У меня есть собственные афоризмы, тезисы. Они ироничные, конечно. Есть такой: «Кто чего умеет, тот тому и научится». Это сказал я сам (смеётся). А чего не умеет, тому не научится. Хотя это, конечно, ироничное замечание, в кавычках. Без сомнения, я считаю, что надо учиться.

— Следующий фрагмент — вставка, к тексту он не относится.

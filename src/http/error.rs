//! Mapping of catalog errors onto HTTP responses.

use axum::http::StatusCode;
use axum::response::{IntoResponse, Json, Response};
use serde::Serialize;

use crate::catalog::CatalogError;

const STORAGE_UNAVAILABLE: &str = "The course catalog is temporarily unavailable.";

pub fn status_for(err: &CatalogError) -> StatusCode {
    match err {
        CatalogError::MissingFields { .. } => StatusCode::UNPROCESSABLE_ENTITY,
        CatalogError::NotFound { .. } => StatusCode::NOT_FOUND,
        CatalogError::Storage(_) => StatusCode::INTERNAL_SERVER_ERROR,
    }
}

/// Message safe to show to the client. Storage details stay in the logs.
pub fn public_message(err: &CatalogError) -> String {
    if err.is_user_facing() {
        err.to_string()
    } else {
        STORAGE_UNAVAILABLE.to_string()
    }
}

#[derive(Debug, Serialize)]
struct ErrorBody {
    error: String,
    #[serde(skip_serializing_if = "Vec::is_empty")]
    missing_fields: Vec<&'static str>,
}

/// JSON error response for the `/api` routes.
#[derive(Debug)]
pub struct ApiError(pub CatalogError);

impl From<CatalogError> for ApiError {
    fn from(err: CatalogError) -> Self {
        Self(err)
    }
}

impl IntoResponse for ApiError {
    fn into_response(self) -> Response {
        let missing_fields = match &self.0 {
            CatalogError::MissingFields { fields } => fields.clone(),
            _ => Vec::new(),
        };
        let body = ErrorBody {
            error: public_message(&self.0),
            missing_fields,
        };
        (status_for(&self.0), Json(body)).into_response()
    }
}
//! Catalog domain subsystem.
//!
//! # Data Flow
//! ```text
//! route layer
//!     → service.rs (open span, orchestrate, close span)
//!     → validation.rs (required-field policy)
//!     → store (load / append)
//!     → observability (log record, error counter, span events)
//! ```

pub mod course;
pub mod error;
pub mod service;
pub mod validation;

pub use course::Course;
pub use error::CatalogError;
pub use service::CatalogService;
pub use validation::{RequiredFieldPolicy, Validator};
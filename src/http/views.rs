//! HTML rendering.
//!
//! Plain string templates; every interpolated value goes through [`escape`].

use std::fmt::Write;

use url::Url;

use crate::catalog::Course;

/// A one-shot message shown at the top of a page.
#[derive(Debug, Clone, PartialEq, Eq)]
pub struct Flash {
    pub level: FlashLevel,
    pub message: String,
}

#[derive(Debug, Clone, Copy, PartialEq, Eq)]
pub enum FlashLevel {
    Success,
    Error,
}

impl FlashLevel {
    pub fn as_str(&self) -> &'static str {
        match self {
            FlashLevel::Success => "success",
            FlashLevel::Error => "error",
        }
    }

    pub fn parse(value: &str) -> Self {
        if value == "success" {
            FlashLevel::Success
        } else {
            FlashLevel::Error
        }
    }
}

/// Escape text for use in HTML element content and quoted attributes.
pub fn escape(text: &str) -> String {
    let mut out = String::with_capacity(text.len());
    for c in text.chars() {
        match c {
            '&' => out.push_str("&amp;"),
            '<' => out.push_str("&lt;"),
            '>' => out.push_str("&gt;"),
            '"' => out.push_str("&quot;"),
            '\'' => out.push_str("&#x27;"),
            _ => out.push(c),
        }
    }
    out
}

/// Path of a course's detail page, with the code percent-encoded as one
/// path segment.
pub fn course_href(code: &str) -> String {
    let Ok(mut url) = Url::parse("http://catalog.local/course") else {
        return String::from("/catalog");
    };
    if let Ok(mut segments) = url.path_segments_mut() {
        segments.push(code);
    }
    url.path().to_string()
}

fn layout(title: &str, flash: Option<&Flash>, body: &str) -> String {
    let flash = flash
        .map(|f| {
            format!(
                "<p class=\"flash {}\">{}</p>\n",
                f.level.as_str(),
                escape(&f.message)
            )
        })
        .unwrap_or_default();

    format!(
        "<!DOCTYPE html>\n<html>\n<head><meta charset=\"utf-8\"><title>{title}</title></head>\n<body>\n\
         <nav><a href=\"/\">Home</a> | <a href=\"/catalog\">Catalog</a> | <a href=\"/add_course\">Add course</a></nav>\n\
         {flash}{body}\n</body>\n</html>\n",
        title = escape(title),
        flash = flash,
        body = body,
    )
}

pub fn index() -> String {
    layout(
        "Course Catalog",
        None,
        "<h1>Course Catalog</h1>\n<p>Browse the <a href=\"/catalog\">catalog</a> or \
         <a href=\"/add_course\">add a course</a>.</p>",
    )
}

pub fn catalog(courses: &[Course], flash: Option<&Flash>) -> String {
    let mut body = String::from("<h1>Courses</h1>\n");
    if courses.is_empty() {
        body.push_str("<p>No courses yet.</p>");
        return layout("Courses", flash, &body);
    }

    body.push_str(
        "<table>\n<tr><th>Code</th><th>Name</th><th>Instructor</th><th>Semester</th></tr>\n",
    );
    for course in courses {
        let _ = writeln!(
            body,
            "<tr><td><a href=\"{href}\">{code}</a></td><td>{name}</td><td>{instructor}</td><td>{semester}</td></tr>",
            href = escape(&course_href(&course.code)),
            code = escape(&course.code),
            name = escape(&course.name),
            instructor = escape(&course.instructor),
            semester = escape(&course.semester),
        );
    }
    body.push_str("</table>");
    layout("Courses", flash, &body)
}

/// The submission form, pre-filled with `values`.
pub fn add_course_form(values: &Course, flash: Option<&Flash>) -> String {
    let mut body = String::from("<h1>Add a course</h1>\n<form method=\"post\" action=\"/add_course\">\n");
    for field in Course::FIELDS {
        let value = values.field(field).unwrap_or_default();
        let _ = writeln!(
            body,
            "<label>{field} <input name=\"{field}\" value=\"{value}\"></label><br>",
            field = field,
            value = escape(value),
        );
    }
    body.push_str("<button type=\"submit\">Add</button>\n</form>");
    layout("Add a course", flash, &body)
}

pub fn course_details(course: &Course) -> String {
    let mut body = format!(
        "<h1>{} &mdash; {}</h1>\n<dl>\n",
        escape(&course.code),
        escape(&course.name)
    );
    for field in &Course::FIELDS[2..] {
        let _ = writeln!(
            body,
            "<dt>{}</dt><dd>{}</dd>",
            field,
            escape(course.field(field).unwrap_or_default())
        );
    }
    body.push_str("</dl>");
    layout(&course.name, None, &body)
}

pub fn message(title: &str, flash: &Flash) -> String {
    layout(
        title,
        Some(flash),
        "<p><a href=\"/catalog\">Back to the catalog</a></p>",
    )
}
//! Configuration loading from disk.

use std::fs;
use std::path::Path;

use thiserror::Error;

use crate::config::schema::CatalogConfig;
use crate::config::validation::{validate_config, ValidationError};

/// Error type for configuration loading.
#[derive(Debug, Error)]
pub enum ConfigError {
    #[error("IO error: {0}")]
    Io(#[from] std::io::Error),

    #[error("Parse error: {0}")]
    Parse(#[from] toml::de::Error),

    #[error("Validation failed: {}", join(.0))]
    Validation(Vec<ValidationError>),
}

fn join(errors: &[ValidationError]) -> String {
    errors
        .iter()
        .map(ToString::to_string)
        .collect::<Vec<_>>()
        .join(", ")
}

/// Load and validate configuration from a TOML file.
pub fn load_config(path: &Path) -> Result<CatalogConfig, ConfigError> {
    let content = fs::read_to_string(path)?;
    parse_config(&content)
}

/// Parse and validate configuration from TOML text.
pub fn parse_config(content: &str) -> Result<CatalogConfig, ConfigError> {
    let config: CatalogConfig = toml::from_str(content)?;
    validate_config(&config).map_err(ConfigError::Validation)?;
    Ok(config)
}

/// Load `path` when given, otherwise validated defaults.
pub fn load_or_default(path: Option<&Path>) -> Result<CatalogConfig, ConfigError> {
    match path {
        Some(path) => load_config(path),
        None => {
            let config = CatalogConfig::default();
            validate_config(&config).map_err(ConfigError::Validation)?;
            Ok(config)
        }
    }
}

Как-то у меня был интересный разговор на съёмочной площадке фильма «Парни с Марса». Ко мне там подошёл каскадёр – автограф взять, чем-то поинтересоваться, а потом он задал вопрос, который мне запомнился. Он говорит: «Я смотрю со стороны и не вижу, чтобы вы делали что-то такое необычное, чего бы я не смог сделать. Сидите, разговариваете. Ничего необычного вы не делаете». И он задал вопрос: «Чтобы актёром быть, надо учиться или не надо? Можно как-то по-другому устроиться и в актёры прийти? Потому что вы ничего особенного не делаете. Я тоже мог бы так сидеть, разговаривать, тоже мог бы всё это выполнять».

И что же вы ему ответили?

– Я серьёзно задумался и ответил так: «Знаешь, для кино надо попробовать сниматься. Нужно, чтобы тебя кто-то попробовал снимать, необходимо понять: любит тебя камера или не любит, получается у тебя или не получается. Если у тебя получается, то ты можешь и не учиться для кино. А если у тебя не получается, то это уже вопрос: можешь ты научиться или нет. Что касается театра, то там обязательно надо учиться. Ты не можешь просто попробовать. Ты обязательно должен учиться, чтобы работать в театре, потому что это не какой-то эпизод, а это надо выдерживать большой промежуток времени, находясь на сцене. Если ты не знаешь сам себя, свой инструмент, не понимаешь, что такое действие, как тебе быть, тебя ничто не закроет – ты будешь как на ладони виден. А в кино может получаться: там тебя закроют, и ты сыграешь».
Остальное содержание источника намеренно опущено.